Monday, August 13, 2007

Throw Up And Go To Sleep: Why There Are No Paranoid Lunatic Conspiracy Theorists

On one hand you've got this "election integrity" thing -- not a "coalition" or a "movement" but an illness, a dementia, really: all these paranoid lunatics who say our elections aren't free and fair just because they're run on machines that give the voter no way to verify that his vote was counted correctly, without leaving a paper trail, only totals tabulated by secret software that can easily be hacked, and because millions of people are illegally prevented from voting, and millions of other votes aren't even counted, and blah blah blah.

Look, I'm sorry but I can't listen to it anymore; it puts me to sleep.

On the other hand you've got these "9/11 truth" conspiracy theorists who say "the twin towers didn't collapse, they disintegrated" and "the NIST report calls itself a whitewash with its 'low probability of occurrence' nonsense" and "the FBI has no evidence implicating Osama bin Laden in the attacks of 9/11" and all sorts of other cheap-shots against the victims and their families. How disgraceful can you get?

Then they turn around and ask hateful and irrelevant questions like "Why did the President just sit there and listen to those kids read?" and "Where was the Air Force when all this was happening?" and they just go on and on and on. It's been going on for almost six years now and I can't listen to another word of it.

How could anyone be so unpatriotic? Can you imagine? It makes me want to throw up.

You would think, if you were inclined to think at all, that these two rabid and radical nut-bar fringe groups would fit together, so to speak. In other words, you would expect to see a lot of paranoid lunatic conspiracy theorists. But you don't, or at least I don't.

Look at this:



The text at the bottom may be hard to read: it says
DEMAND: Impeachment & Treason Trials | End The War | Restore The Bill Of Rights | A New 9/11 Investigation
Quite a laundry list, don't you think? We could talk about this insanity for a long time. But here's the key question: Do you see anything here about elections?

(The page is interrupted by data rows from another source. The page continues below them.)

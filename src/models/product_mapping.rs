use serde::{Deserialize, Serialize};
use sqlx::FromRow;
use uuid::Uuid;

use crate::models::provider::Provider;
use crate::models::user::PlanType;

/// Admin-managed reference data resolving a provider product/offer pair to
/// an internal plan. A row with `offer_code = NULL` is the default mapping
/// for its product; at most one such row exists per (provider, product_id).
#[derive(Debug, FromRow, Serialize, Deserialize, Clone)]
pub struct ProductMapping {
    pub id: Uuid,
    pub provider: Provider,
    pub product_id: String,
    pub offer_code: Option<String>,
    pub plan_type: PlanType,
    pub duration_days: i32,
}
pub mod failed_webhook_repository;
pub mod mock_db;
pub mod postgres_failed_webhook_repository;
pub mod postgres_product_mapping_repository;
pub mod postgres_subscription_store;
pub mod postgres_webhook_log_repository;
pub mod product_mapping_repository;
pub mod subscription_store;
pub mod webhook_log_repository;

Of course not! This "General Strike" nonsense comes from from conspiracy theorists; I know! it makes you sick to your stomach, doesn't it? but hang on! -- just for the sake of discussion, have a look at this:



Look closely. The people who designed these buttons are paranoid lunatics, but they're not conspiracy theorists. You can see that, can't you?

And it's not hard to see because we've come to expect it. But my question today is a harder one:

Why?

Why don't we see "Election Integrity" and "9/11 Truth" in the same place?

I think I know the answer.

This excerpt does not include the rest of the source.